Sepulchral Voice (2024)
Rating: 9/10

As if the burning and bloody pits of Hell have opened their gates and been spewed onto the sleazy streets of Earth, so Denver, Colorado-based Black Curse makes another frightening entrance with their second full-length album.

Spilling forth like some boiling liquefied mass of stinking lava, Burning In Celestial Poison epitomises all that is despicable about this unhinged mob of midnight marauders. If you thought debut outing Endless Wound was an unnerving furnace of scalding black-death then wait until you hear this molten slab of madness.
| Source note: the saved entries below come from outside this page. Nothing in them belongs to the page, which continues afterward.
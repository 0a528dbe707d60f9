//! Value types shared by the pricing and analytics engines.
//!
//! This is the bottom layer of the workspace: it knows nothing about
//! configuration, files or rendering.

pub mod enums;
pub mod error;
pub mod structs;

// Re-export the core types to provide a clean public API.
pub use enums::{GuestType, Metric, RankDirection};
pub use error::CoreError;
pub use structs::{ContentItem, Event, Property};
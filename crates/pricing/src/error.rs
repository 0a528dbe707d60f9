use chrono::NaiveDate;
use rust_decimal::Decimal;
use thiserror::Error;

#[derive(Error, Debug, PartialEq)]
pub enum PricingError {
    #[error("Property base price ({0}) must be greater than zero.")]
    InvalidBasePrice(Decimal),

    #[error("Event '{name}' ends ({end}) before it starts ({start}).")]
    InvertedEvent {
        name: String,
        start: NaiveDate,
        end: NaiveDate,
    },

    #[error("Event '{name}' has a non-positive impact multiplier ({impact}).")]
    InvalidImpact { name: String, impact: Decimal },

    #[error("Could not parse event date '{0}': expected YYYY-MM-DD")]
    InvalidDate(String),
}
use thiserror::Error;

#[derive(Error, Debug)]
pub enum ConfigError {
    #[error("Failed to load configuration from file: {0}")]
    LoadError(#[from] config::ConfigError),

    #[error("Configuration validation error: {0}")]
    ValidationError(String),

    #[error("Missing [{0}] section in configuration")]
    MissingSection(&'static str),

    #[error("Failed to initialize logging: {0}")]
    Logging(String),
}
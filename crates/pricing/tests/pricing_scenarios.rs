use chrono::{Datelike, NaiveDate};
use core_types::{GuestType, Property};
use pricing::engine::{DOW_MULTIPLIERS, SEASONAL_MULTIPLIERS};
use pricing::{EventCatalog, PricingEngine, Urgency};
use rust_decimal::Decimal;
use rust_decimal_macros::dec;

fn d(y: i32, m: u32, day: u32) -> NaiveDate {
    NaiveDate::from_ymd_opt(y, m, day).unwrap()
}

fn rome_engine(base: Decimal) -> PricingEngine {
    PricingEngine::new(Property::new("Casa Trastevere", base), EventCatalog::rome_2025().unwrap())
        .unwrap()
}

#[test]
fn every_night_of_2025_matches_the_closed_form() {
    let engine = rome_engine(dec!(120));
    let catalog = engine.catalog().clone();

    for quote in engine.price_calendar(d(2025, 1, 1), d(2025, 12, 31)) {
        let date = quote.date;
        let expected = (dec!(120)
            * SEASONAL_MULTIPLIERS[date.month0() as usize]
            * DOW_MULTIPLIERS[date.weekday().num_days_from_monday() as usize]
            * catalog
                .events_on(date)
                .iter()
                .map(|e| e.impact)
                .chain(std::iter::once(Decimal::ONE))
                .max()
                .unwrap())
        .round();
        assert_eq!(quote.suggested_price, expected, "mismatch on {date}");
        assert!(quote.min_price <= quote.suggested_price);
        assert!(quote.suggested_price <= quote.max_price);
    }
}

#[test]
fn new_year_overlap_uses_the_highest_single_premium() {
    // 2025-12-31 is a Wednesday in December inside "Capodanno 2026" only.
    let quote = rome_engine(dec!(100)).price_for(d(2025, 12, 31));
    assert_eq!(quote.events, vec!["Capodanno 2026".to_string()]);
    // 100 × 1.2 × 0.95 × 1.7 = 193.8
    assert_eq!(quote.suggested_price, dec!(194));

    // 2025-01-01 (Wednesday) sits in both Capodanno (1.6) and Giubileo Opening (1.5).
    let quote = rome_engine(dec!(100)).price_for(d(2025, 1, 1));
    assert_eq!(quote.events.len(), 2);
    assert_eq!(quote.event_multiplier, dec!(1.6));
    // 100 × 0.8 × 0.95 × 1.6 = 121.6
    assert_eq!(quote.suggested_price, dec!(122));
}

#[test]
fn discount_event_never_prices_below_the_plain_weekday() {
    let catalog = EventCatalog::new(vec![pricing::Event {
        name: "Sciopero dei trasporti".to_string(),
        start: d(2025, 9, 13),
        end: d(2025, 9, 13),
        impact: dec!(0.8),
        target_guests: vec![],
    }])
    .unwrap();
    let engine = PricingEngine::new(Property::new("Monti Loft", dec!(100)), catalog).unwrap();

    // Both Saturdays in September: 100 × 1.25 × 1.2 = 150.
    let inside = engine.price_for(d(2025, 9, 13));
    let outside = engine.price_for(d(2025, 9, 20));
    assert_eq!(inside.events, vec!["Sciopero dei trasporti".to_string()]);
    assert_eq!(inside.event_multiplier, Decimal::ONE);
    assert_eq!(inside.suggested_price, dec!(150));
    assert!(inside.suggested_price >= outside.suggested_price);
}

#[test]
fn weekend_gap_next_day_is_a_critical_couples_offer() {
    let engine = rome_engine(dec!(150));
    // Friday 2025-05-09 → Sunday 2025-05-11, seen from Thursday.
    let gap = engine.analyze_gap(d(2025, 5, 9), d(2025, 5, 11), d(2025, 5, 8));
    assert_eq!(gap.nights, 2);
    assert_eq!(gap.days_until, 1);
    assert_eq!(gap.urgency, Urgency::Critical);
    assert_eq!(gap.target_segment, GuestType::Couple);

    let offer = engine.gap_offer(&gap);
    assert_eq!(offer.discounted_price, dec!(105));
    assert_eq!(offer.discount_percent, dec!(30));
}

#[test]
fn quotes_serialize_with_lowercase_enums() {
    let quote = rome_engine(dec!(120)).price_for(d(2025, 4, 19));
    let json = serde_json::to_value(&quote).unwrap();
    assert_eq!(json["season"], "high");
    assert_eq!(json["date"], "2025-04-19");
    assert_eq!(json["events"][0], "Pasqua");
}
Five tracks, three of which run for over ten minutes, Burning In Celestial Poison taps into the most tormented depths of crimson Hell, prodding the abyss of the crazed psyche as if it were some tumultuous hallucinogenic administered to conjure the foulest of billowing demons.

Through every sinew and pore, Black Curse leaks and gushes with rancid, sulphuric aplomb. An amalgamation of infernal screams, bubbling tributaries and scorching oozing erupt in a volcano of violence, the end result being something so deeply red, so darkly black and sickly subterranean. ‘Spleen Girt With Serpent’ is summed up by one bestial line: “Blackest fires fill my lungs so that I might exhale noxious plumes”. And there you have it; the one belching epiphany exulted through dense, charcoal walls of cloying vapour and clogging satanic silt.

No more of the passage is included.